• 3.3

96 7 1
                                    

Ameliyat Gününden Bir Gün Önce...

Bülent, ameliyat boyunca gerekli eşyaların içinde olduğu küçük valizi eline alıp evden çıkarken bende Berkay'ın söylediklerini yapıyordum.

Yarın Berkay ameliyata girecekti ve bugün hastaneye yatacaktı. Bir gün önceden ilaçları alacak ve orada herhangi bir duruma karşılık tedbir alınacaktı.
Şimdi cümbür cemaat hastaneye gidiyorduk.

Mürvet hanım ne kadar saklasa da gözlerinin arada sırada dolduğunu görüyordum. Gece ağlama seslerinin ondan geldiğini de biliyordum. Ama içten içe onunla gurur duydum.

Berkay'ın yanında gülümsemekten kendini alıkoymuyordu. Yüzündeki hüznü dışarıya taşımıyordu.
Oğlunun moralini bozmak istemiyordu.
Ama iyi bir gözlemci olmamın sebebiyle onun içten içe çürüdüğünü biliyordum.
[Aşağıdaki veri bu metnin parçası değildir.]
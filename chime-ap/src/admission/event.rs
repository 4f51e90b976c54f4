//! Pipeline-internal event representation

use chime_common::{NotificationEvent, Priority};
use std::sync::atomic::{AtomicBool, AtomicU32, Ordering};
use std::sync::Arc;
use std::time::Instant;

/// Shared count of occurrences folded into one event
///
/// Created with a value of 1 at ingress. Duplicates absorbed by the dedup
/// gate bump the counter of the event they merged into, even after that
/// event has been enqueued. A counter whose event left the queue without
/// playing is marked abandoned and takes no further duplicates.
#[derive(Debug, Clone)]
pub struct OccurrenceCounter(Arc<CounterInner>);

#[derive(Debug)]
struct CounterInner {
    count: AtomicU32,
    abandoned: AtomicBool,
}

impl OccurrenceCounter {
    pub fn new() -> Self {
        Self(Arc::new(CounterInner {
            count: AtomicU32::new(1),
            abandoned: AtomicBool::new(false),
        }))
    }

    /// Record one more occurrence, returning the new total
    pub fn bump(&self) -> u32 {
        self.0.count.fetch_add(1, Ordering::SeqCst) + 1
    }

    pub fn get(&self) -> u32 {
        self.0.count.load(Ordering::SeqCst)
    }

    /// The owning event will never play (evicted)
    pub fn abandon(&self) {
        self.0.abandoned.store(true, Ordering::SeqCst);
    }

    pub fn is_abandoned(&self) -> bool {
        self.0.abandoned.load(Ordering::SeqCst)
    }
}

impl Default for OccurrenceCounter {
    fn default() -> Self {
        Self::new()
    }
}

/// An event after ingress: volume clamped, arrival stamped
#[derive(Debug, Clone)]
pub struct Event {
    pub event_type: String,
    pub sound_id: String,
    /// 0.0-1.0
    pub volume: f32,
    pub priority: Priority,
    /// Monotonic ingress time
    pub arrival_time: Instant,
    pub source: Option<String>,
    /// Number of events coalesced into this one (aggregation)
    pub count: u32,
    counters: Vec<OccurrenceCounter>,
}

impl Event {
    /// Convert a submitted notification into a pipeline event
    pub fn from_notification(notification: NotificationEvent, arrival_time: Instant) -> Self {
        let volume = notification.volume.unwrap_or(1.0);
        let volume = if volume.is_nan() { 1.0 } else { volume.clamp(0.0, 1.0) };
        Self {
            event_type: notification.event_type,
            sound_id: notification.sound_id,
            volume,
            priority: notification.priority,
            arrival_time,
            source: notification.source,
            count: 1,
            counters: vec![OccurrenceCounter::new()],
        }
    }

    /// Coalesce buffered events into one
    ///
    /// The result carries the first event's sound, volume and priority, the
    /// earliest arrival time, and `count` equal to the number of events.
    /// Returns `None` for an empty buffer.
    pub fn aggregate(events: Vec<Event>) -> Option<Event> {
        let count = events.len() as u32;
        let mut iter = events.into_iter();
        let mut first = iter.next()?;
        for event in iter {
            first.arrival_time = first.arrival_time.min(event.arrival_time);
            first.counters.extend(event.counters);
        }
        first.count = count;
        Some(first)
    }

    /// Primary occurrence counter, the one dedup bumps
    pub fn counter(&self) -> &OccurrenceCounter {
        &self.counters[0]
    }

    /// Total occurrences represented, including merged duplicates
    pub fn occurrences(&self) -> u32 {
        self.counters.iter().map(OccurrenceCounter::get).sum()
    }
}
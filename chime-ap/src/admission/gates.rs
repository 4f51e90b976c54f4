//! Admission gate chain
//!
//! Gates run in a fixed order and the first non-`Allow` verdict ends the
//! chain:
//!
//! 1. quiet hours
//! 2. quota (checked here, charged only when the event is enqueued)
//! 3. burst detection
//! 4. token bucket (per type, then global)
//! 5. cooldown
//! 6. dedup
//! 7. aggregation
//!
//! Every gate runs under the lock of the event's type shard. Gates that
//! touch global counters take the global lock briefly inside that.

use super::dedup::DedupVerdict;
use super::event::Event;
use super::quiet_hours::QuietHours;
use super::store::{AdmissionStore, TypeState};
use chime_common::config::{EventPolicy, GlobalLimits};
use chime_common::events::{BlockReason, MergeReason};
use chime_common::Priority;
use chrono::NaiveDateTime;
use std::time::Instant;
use tracing::debug;

/// Outcome of a single gate
#[derive(Debug, Clone, Copy, PartialEq, Eq)]
pub enum GateVerdict {
    Allow,
    Block(BlockReason),
    /// Absorbed; the event produces no queue entry of its own
    Defer(MergeReason),
}

/// Everything a gate may read or update
pub struct GateContext<'a> {
    /// May be replaced by the aggregation gate with a flushed aggregate
    pub event: Event,
    pub now: Instant,
    pub wall: NaiveDateTime,
    pub policy: &'a EventPolicy,
    pub limits: &'a GlobalLimits,
    pub quiet_hours: &'a QuietHours,
    pub state: &'a mut TypeState,
    pub store: &'a AdmissionStore,
}

pub trait Gate: Send + Sync {
    fn name(&self) -> &'static str;
    fn evaluate(&self, ctx: &mut GateContext<'_>) -> GateVerdict;
}

pub struct QuietHoursGate;

impl Gate for QuietHoursGate {
    fn name(&self) -> &'static str {
        "quiet_hours"
    }

    fn evaluate(&self, ctx: &mut GateContext<'_>) -> GateVerdict {
        if !ctx.quiet_hours.is_active(ctx.wall) {
            return GateVerdict::Allow;
        }
        if ctx.event.priority == Priority::Critical && ctx.quiet_hours.critical_override() {
            return GateVerdict::Allow;
        }
        GateVerdict::Block(BlockReason::QuietHours)
    }
}

pub struct QuotaGate;

impl Gate for QuotaGate {
    fn name(&self) -> &'static str {
        "quota"
    }

    fn evaluate(&self, ctx: &mut GateContext<'_>) -> GateVerdict {
        if ctx.state.quota.exhausted(&ctx.policy.quota, ctx.wall).is_some() {
            return GateVerdict::Block(BlockReason::QuotaExceeded);
        }
        if ctx.limits.quota.is_unlimited() {
            return GateVerdict::Allow;
        }
        let mut global = ctx.store.global();
        if global.quota.exhausted(&ctx.limits.quota, ctx.wall).is_some() {
            return GateVerdict::Block(BlockReason::QuotaExceeded);
        }
        GateVerdict::Allow
    }
}

pub struct BurstGate;

impl Gate for BurstGate {
    fn name(&self) -> &'static str {
        "burst"
    }

    fn evaluate(&self, ctx: &mut GateContext<'_>) -> GateVerdict {
        let Some(config) = &ctx.policy.burst else {
            return GateVerdict::Allow;
        };
        match ctx.state.burst.admit(ctx.now, config) {
            Ok(()) => GateVerdict::Allow,
            Err(reason) => GateVerdict::Block(reason),
        }
    }
}

/// Per-type and global token buckets
///
/// Both buckets are refilled and checked before either is charged, so a
/// rejection never leaks a token.
pub struct TokenBucketGate;

impl Gate for TokenBucketGate {
    fn name(&self) -> &'static str {
        "token_bucket"
    }

    fn evaluate(&self, ctx: &mut GateContext<'_>) -> GateVerdict {
        let now = ctx.now;
        if let Some(bucket) = ctx.state.bucket.as_mut() {
            bucket.refill(now);
            if !bucket.has_token() {
                return GateVerdict::Block(BlockReason::RateLimited);
            }
        }

        let mut global = ctx.store.global();
        if let Some(bucket) = global.bucket.as_mut() {
            bucket.refill(now);
            if !bucket.has_token() {
                return GateVerdict::Block(BlockReason::RateLimited);
            }
            bucket.consume();
        }
        if let Some(bucket) = ctx.state.bucket.as_mut() {
            bucket.consume();
        }
        GateVerdict::Allow
    }
}

pub struct CooldownGate;

impl Gate for CooldownGate {
    fn name(&self) -> &'static str {
        "cooldown"
    }

    fn evaluate(&self, ctx: &mut GateContext<'_>) -> GateVerdict {
        let cooldown = ctx.policy.cooldown();
        if cooldown.is_zero() {
            return GateVerdict::Allow;
        }
        if ctx.state.cooldown_remaining(ctx.now, cooldown).is_zero() {
            GateVerdict::Allow
        } else {
            GateVerdict::Block(BlockReason::Cooldown)
        }
    }
}

pub struct DedupGate;

impl Gate for DedupGate {
    fn name(&self) -> &'static str {
        "dedup"
    }

    fn evaluate(&self, ctx: &mut GateContext<'_>) -> GateVerdict {
        let window = ctx.policy.dedup_window();
        if window.is_zero() {
            return GateVerdict::Allow;
        }
        match ctx.state.dedup.check(&ctx.event, ctx.now, window) {
            DedupVerdict::Fresh => GateVerdict::Allow,
            DedupVerdict::Duplicate { count } => {
                debug!(
                    event_type = %ctx.event.event_type,
                    sound_id = %ctx.event.sound_id,
                    count,
                    "Duplicate merged"
                );
                GateVerdict::Defer(MergeReason::Dedup)
            }
        }
    }
}
//! HTTP request handlers

use crate::api::server::AppContext;
use crate::status::StatusSnapshot;
use axum::{extract::State, http::StatusCode, Json};
use chime_common::{NotificationEvent, SubmitOutcome};
use serde::Serialize;
use tracing::debug;

// ============================================================================
// Request/Response Types
// ============================================================================

#[derive(Debug, Serialize)]
pub struct HealthResponse {
    status: String,
    module: String,
    version: String,
    accepting: bool,
}

#[derive(Debug, Serialize)]
pub struct ErrorResponse {
    error: String,
}

type ApiError = (StatusCode, Json<ErrorResponse>);

fn bad_request(msg: impl Into<String>) -> ApiError {
    (
        StatusCode::BAD_REQUEST,
        Json(ErrorResponse { error: msg.into() }),
    )
}

// ============================================================================
// Health Endpoint
// ============================================================================

/// GET /health
pub async fn health(State(ctx): State<AppContext>) -> Json<HealthResponse> {
    Json(HealthResponse {
        status: "healthy".to_string(),
        module: "chime-ap".to_string(),
        version: env!("CARGO_PKG_VERSION").to_string(),
        accepting: !ctx.pipeline.is_closed(),
    })
}

// ============================================================================
// Event Submission
// ============================================================================

/// POST /api/v1/events
///
/// Every gate decision is a normal response carrying the outcome. Only an
/// admitted event gets `202 Accepted`; a closed pipeline gets `503`.
pub async fn submit_event(
    State(ctx): State<AppContext>,
    Json(notification): Json<NotificationEvent>,
) -> Result<(StatusCode, Json<SubmitOutcome>), ApiError> {
    if notification.event_type.trim().is_empty() {
        return Err(bad_request("event_type must not be empty"));
    }
    if notification.sound_id.trim().is_empty() {
        return Err(bad_request("sound_id must not be empty"));
    }
    debug!(event_type = %notification.event_type, "Submit via HTTP");

    let outcome = ctx.pipeline.submit(notification);
    let status = match outcome {
        SubmitOutcome::Admitted { .. } => StatusCode::ACCEPTED,
        SubmitOutcome::Closed => StatusCode::SERVICE_UNAVAILABLE,
        _ => StatusCode::OK,
    };
    Ok((status, Json(outcome)))
}

// ============================================================================
// Status
// ============================================================================

/// GET /api/v1/status
pub async fn get_status(State(ctx): State<AppContext>) -> Json<StatusSnapshot> {
    Json(ctx.pipeline.status())
}
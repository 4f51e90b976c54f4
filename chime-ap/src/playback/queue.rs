//! Priority queue of admitted events
//!
//! Items are ordered by priority (highest first), then enqueue time, then a
//! sequence number so that items enqueued in the same instant keep their
//! submission order. Many submitters enqueue concurrently; exactly one
//! worker consumes via [`PlaybackQueue::dequeue_next`].
//!
//! The queue also tracks the single item currently dispatching, which is
//! what lets a Critical enqueue signal preemption.

use crate::admission::store::lock;
use crate::admission::Event;
use chime_common::config::{DropPolicy, PreemptionMode, QueueConfig};
use chime_common::Priority;
use serde::Serialize;
use std::cmp::Reverse;
use std::collections::BTreeMap;
use std::sync::atomic::{AtomicU64, Ordering};
use std::sync::{Arc, Mutex};
use std::time::Instant;
use tokio::sync::Notify;
use tracing::debug;
use uuid::Uuid;

/// An admitted event waiting for dispatch
#[derive(Debug, Clone)]
pub struct QueueItem {
    pub id: Uuid,
    pub event: Event,
    pub enqueued_at: Instant,
    seq: u64,
}

impl QueueItem {
    pub fn new(event: Event, enqueued_at: Instant) -> Self {
        Self {
            id: Uuid::new_v4(),
            event,
            enqueued_at,
            seq: 0,
        }
    }

    fn key(&self) -> QueueKey {
        QueueKey {
            urgency: Reverse(self.event.priority),
            enqueued_at: self.enqueued_at,
            seq: self.seq,
        }
    }
}

#[derive(Debug, Clone, Copy, PartialEq, Eq, PartialOrd, Ord)]
struct QueueKey {
    urgency: Reverse<Priority>,
    enqueued_at: Instant,
    seq: u64,
}

/// Result of [`PlaybackQueue::enqueue`]
#[derive(Debug)]
pub enum EnqueueResult {
    /// Stored; `evicted` holds the item the drop policy removed to make room
    Queued { evicted: Option<QueueItem> },
    /// Refused by the drop policy; the incoming item is handed back
    Rejected(QueueItem),
}

#[derive(Debug)]
struct InFlight {
    id: Uuid,
    event_type: String,
    sound_id: String,
    priority: Priority,
    started_at: Instant,
    preempt: Arc<Notify>,
}

#[derive(Debug, Default)]
struct QueueState {
    items: BTreeMap<QueueKey, QueueItem>,
    next_seq: u64,
    in_flight: Option<InFlight>,
}

/// Waiting item, for status reporting
#[derive(Debug, Clone, Serialize)]
pub struct QueuedInfo {
    pub id: Uuid,
    pub event_type: String,
    pub sound_id: String,
    pub priority: Priority,
    pub count: u32,
    pub waiting_secs: f64,
}

/// Item currently dispatching, for status reporting
#[derive(Debug, Clone, Serialize)]
pub struct DispatchingInfo {
    pub id: Uuid,
    pub event_type: String,
    pub sound_id: String,
    pub priority: Priority,
    pub elapsed_secs: f64,
}

#[derive(Debug, Clone, Serialize)]
pub struct QueueSnapshot {
    pub depth: usize,
    pub capacity: usize,
    pub drop_policy: DropPolicy,
    pub preemption: PreemptionMode,
    pub preemptions: u64,
    pub dispatching: Option<DispatchingInfo>,
    pub items: Vec<QueuedInfo>,
}

pub struct PlaybackQueue {
    state: Mutex<QueueState>,
    available: Notify,
    capacity: usize,
    drop_policy: DropPolicy,
    preemption: PreemptionMode,
    preemptions: AtomicU64,
}

impl PlaybackQueue {
    pub fn new(config: &QueueConfig) -> Self {
        Self {
            state: Mutex::new(QueueState::default()),
            available: Notify::new(),
            capacity: config.capacity.max(1),
            drop_policy: config.drop_policy,
            preemption: config.preemption,
            preemptions: AtomicU64::new(0),
        }
    }

    /// Insert an item, applying the drop policy when full
    pub fn enqueue(&self, mut item: QueueItem) -> EnqueueResult {
        let mut state = lock(&self.state);
        item.seq = state.next_seq;
        state.next_seq += 1;

        let mut evicted = None;
        if state.items.len() >= self.capacity {
            match self.victim(&state, &item) {
                Some(key) => evicted = state.items.remove(&key),
                None => return EnqueueResult::Rejected(item),
            }
        }

        if item.event.priority == Priority::Critical && self.preemption != PreemptionMode::Off {
            if let Some(in_flight) = state.in_flight.as_ref() {
                if in_flight.priority < Priority::Critical {
                    debug!(
                        in_flight = %in_flight.id,
                        critical = %item.id,
                        "Signalling preemption of in-flight dispatch"
                    );
                    in_flight.preempt.notify_one();
                    self.preemptions.fetch_add(1, Ordering::Relaxed);
                }
            }
        }

        state.items.insert(item.key(), item);
        drop(state);
        self.available.notify_one();
        EnqueueResult::Queued { evicted }
    }

    /// Key of the item to evict for `incoming`, or `None` to refuse it
    fn victim(&self, state: &QueueState, incoming: &QueueItem) -> Option<QueueKey> {
        match self.drop_policy {
            DropPolicy::RejectNew => None,
            DropPolicy::Oldest => state
                .items
                .keys()
                .min_by_key(|k| (k.enqueued_at, k.seq))
                .copied(),
            DropPolicy::Lowest => {
                let lowest = state
                    .items
                    .keys()
                    .min_by_key(|k| (k.urgency.0, k.enqueued_at, k.seq))
                    .copied()?;
                // An incoming item below everything queued is the lowest itself
                if incoming.event.priority < lowest.urgency.0 {
                    None
                } else {
                    Some(lowest)
                }
            }
        }
    }

    /// Pop the head item without waiting and mark it as dispatching
    pub fn try_dequeue(&self) -> Option<QueueItem> {
        let mut state = lock(&self.state);
        let (_, item) = state.items.pop_first()?;
        state.in_flight = Some(InFlight {
            id: item.id,
            event_type: item.event.event_type.clone(),
            sound_id: item.event.sound_id.clone(),
            priority: item.event.priority,
            started_at: Instant::now(),
            preempt: Arc::new(Notify::new()),
        });
        Some(item)
    }

    /// Wait for the next item
    ///
    /// Cancel-safe: an item is only removed once it is being returned.
    pub async fn dequeue_next(&self) -> QueueItem {
        loop {
            if let Some(item) = self.try_dequeue() {
                return item;
            }
            self.available.notified().await;
        }
    }

    /// Preemption signal for the item currently dispatching
    pub fn preempt_signal(&self) -> Option<Arc<Notify>> {
        lock(&self.state)
            .in_flight
            .as_ref()
            .map(|f| Arc::clone(&f.preempt))
    }

    /// Clear the dispatching marker once the dispatcher returns
    pub fn finish_dispatch(&self) {
        lock(&self.state).in_flight = None;
    }

    pub fn is_dispatching(&self) -> bool {
        lock(&self.state).in_flight.is_some()
    }

    /// Remove every waiting item, in dispatch order
    pub fn drain(&self) -> Vec<QueueItem> {
        let mut state = lock(&self.state);
        std::mem::take(&mut state.items).into_values().collect()
    }

    pub fn len(&self) -> usize {
        lock(&self.state).items.len()
    }

    pub fn is_empty(&self) -> bool {
        self.len() == 0
    }

    pub fn capacity(&self) -> usize {
        self.capacity
    }

    pub fn drop_policy(&self) -> DropPolicy {
        self.drop_policy
    }

    pub fn snapshot(&self, now: Instant) -> QueueSnapshot {
        let state = lock(&self.state);
        QueueSnapshot {
            depth: state.items.len(),
            capacity: self.capacity,
            drop_policy: self.drop_policy,
            preemption: self.preemption,
            preemptions: self.preemptions.load(Ordering::Relaxed),
            dispatching: state.in_flight.as_ref().map(|f| DispatchingInfo {
                id: f.id,
                event_type: f.event_type.clone(),
                sound_id: f.sound_id.clone(),
                priority: f.priority,
                elapsed_secs: Instant::now()
                    .saturating_duration_since(f.started_at)
                    .as_secs_f64(),
            }),
            items: state
                .items
                .values()
                .map(|item| QueuedInfo {
                    id: item.id,
                    event_type: item.event.event_type.clone(),
                    sound_id: item.event.sound_id.clone(),
                    priority: item.event.priority,
                    count: item.event.count,
                    waiting_secs: now.saturating_duration_since(item.enqueued_at).as_secs_f64(),
                })
                .collect(),
        }
    }
}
Bülent'in aşağı inmesi üzerine bizde evden çıktık.
Asansörle aşağı indikten sonra herkesin üstündeki durgunluğu hissedebiliyordum.

Bu birkaç gün içerisinde Mürvet hanım herkese iyi gelmişti. Evde sıcak yemek pişer derler ya. O bakımdan. Hem de eve enerji gelmişti. Biz çok iyi anlaşmıştık ve biliyordum ki Berkay bundan da mutluluk duymuştu.

Yarım saat sonunda şehir merkezinde kalan hastaneye ulaştığımızda Berkay'ı tekerlekli sandalyeye yardım ederek oturtturduk ve kocaman olan hastaneye girdik.
Buraya gelmeden önce doktor bize gerekli bilgileri vermişti.
Danışmandan gerekli bilgileri alıp, doktorla görüştükten sonra Berkay'ın yarış izni verilmişti.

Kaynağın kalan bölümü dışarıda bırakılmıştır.